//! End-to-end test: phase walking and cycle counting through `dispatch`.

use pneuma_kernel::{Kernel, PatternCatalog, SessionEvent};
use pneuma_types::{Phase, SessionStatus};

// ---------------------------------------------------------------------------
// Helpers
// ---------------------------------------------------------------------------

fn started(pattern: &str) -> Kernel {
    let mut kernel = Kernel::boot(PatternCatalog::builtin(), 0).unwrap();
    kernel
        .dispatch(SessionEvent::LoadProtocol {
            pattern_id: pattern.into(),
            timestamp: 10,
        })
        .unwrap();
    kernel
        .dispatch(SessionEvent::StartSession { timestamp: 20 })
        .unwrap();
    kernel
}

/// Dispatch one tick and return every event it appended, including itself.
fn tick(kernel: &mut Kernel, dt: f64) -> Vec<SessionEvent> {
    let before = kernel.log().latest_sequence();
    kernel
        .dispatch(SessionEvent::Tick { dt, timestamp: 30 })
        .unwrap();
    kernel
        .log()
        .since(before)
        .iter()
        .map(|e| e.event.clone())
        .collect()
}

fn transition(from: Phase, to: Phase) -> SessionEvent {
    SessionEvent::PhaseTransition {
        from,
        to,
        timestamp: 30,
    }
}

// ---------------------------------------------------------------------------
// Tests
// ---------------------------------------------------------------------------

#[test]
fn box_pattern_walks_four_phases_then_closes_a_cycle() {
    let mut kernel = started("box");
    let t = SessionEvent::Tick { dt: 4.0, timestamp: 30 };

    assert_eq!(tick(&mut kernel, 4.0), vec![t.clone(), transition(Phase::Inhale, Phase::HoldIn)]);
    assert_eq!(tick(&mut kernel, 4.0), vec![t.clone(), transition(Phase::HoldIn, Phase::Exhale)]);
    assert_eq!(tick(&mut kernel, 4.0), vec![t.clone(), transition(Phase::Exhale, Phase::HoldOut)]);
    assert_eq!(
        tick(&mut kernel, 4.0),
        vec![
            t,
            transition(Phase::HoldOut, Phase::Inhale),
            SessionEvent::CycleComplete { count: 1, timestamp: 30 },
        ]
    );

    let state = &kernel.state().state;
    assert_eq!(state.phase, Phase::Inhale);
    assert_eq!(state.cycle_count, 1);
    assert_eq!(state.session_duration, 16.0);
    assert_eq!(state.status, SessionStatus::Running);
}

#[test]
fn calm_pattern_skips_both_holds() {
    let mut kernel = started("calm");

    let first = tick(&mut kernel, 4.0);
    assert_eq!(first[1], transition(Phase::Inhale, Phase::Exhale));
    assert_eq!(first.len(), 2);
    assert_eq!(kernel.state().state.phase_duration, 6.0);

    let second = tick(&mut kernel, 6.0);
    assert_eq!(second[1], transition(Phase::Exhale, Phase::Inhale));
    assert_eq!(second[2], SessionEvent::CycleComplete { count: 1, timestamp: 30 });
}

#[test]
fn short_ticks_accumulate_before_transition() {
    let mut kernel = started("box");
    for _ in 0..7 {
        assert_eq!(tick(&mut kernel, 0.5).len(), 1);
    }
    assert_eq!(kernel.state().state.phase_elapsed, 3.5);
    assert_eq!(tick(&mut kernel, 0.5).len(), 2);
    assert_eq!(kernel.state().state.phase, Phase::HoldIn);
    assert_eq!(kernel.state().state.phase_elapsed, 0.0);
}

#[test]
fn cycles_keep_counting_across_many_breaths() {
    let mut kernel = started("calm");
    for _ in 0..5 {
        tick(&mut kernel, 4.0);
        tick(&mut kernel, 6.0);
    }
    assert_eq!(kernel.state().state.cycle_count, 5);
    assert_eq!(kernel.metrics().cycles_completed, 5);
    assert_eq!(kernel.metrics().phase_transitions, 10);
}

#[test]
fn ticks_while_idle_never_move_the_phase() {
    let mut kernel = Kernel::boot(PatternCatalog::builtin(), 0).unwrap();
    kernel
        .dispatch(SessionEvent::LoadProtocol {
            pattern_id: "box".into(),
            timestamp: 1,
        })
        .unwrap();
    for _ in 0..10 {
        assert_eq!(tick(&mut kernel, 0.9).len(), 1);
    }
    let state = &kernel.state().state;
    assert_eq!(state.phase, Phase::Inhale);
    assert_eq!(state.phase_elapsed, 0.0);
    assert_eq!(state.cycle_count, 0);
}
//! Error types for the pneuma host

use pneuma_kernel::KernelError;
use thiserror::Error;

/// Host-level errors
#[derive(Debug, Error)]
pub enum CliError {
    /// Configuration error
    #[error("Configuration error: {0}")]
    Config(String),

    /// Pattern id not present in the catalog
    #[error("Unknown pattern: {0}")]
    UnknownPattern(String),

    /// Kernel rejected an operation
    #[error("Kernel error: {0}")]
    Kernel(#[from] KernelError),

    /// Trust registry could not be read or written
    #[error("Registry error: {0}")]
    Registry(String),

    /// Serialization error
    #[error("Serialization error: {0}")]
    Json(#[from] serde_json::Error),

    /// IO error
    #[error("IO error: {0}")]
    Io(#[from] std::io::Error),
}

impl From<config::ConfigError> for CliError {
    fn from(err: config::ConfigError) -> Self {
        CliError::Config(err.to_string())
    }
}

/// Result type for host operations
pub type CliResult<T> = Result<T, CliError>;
================================
**PROMPT**
All lines from the beginning of the listing through the one with "fn started(pattern: &str)" are to be restated word for word, and only those.

**OUTPUT FOR THIS TASK**
//! End-to-end test: phase walking and cycle counting through `dispatch`.

use pneuma_kernel::{Kernel, PatternCatalog, SessionEvent};
use pneuma_types::{Phase, SessionStatus};

// ---------------------------------------------------------------------------
// Helpers
// ---------------------------------------------------------------------------

fn started(pattern: &str) -> Kernel {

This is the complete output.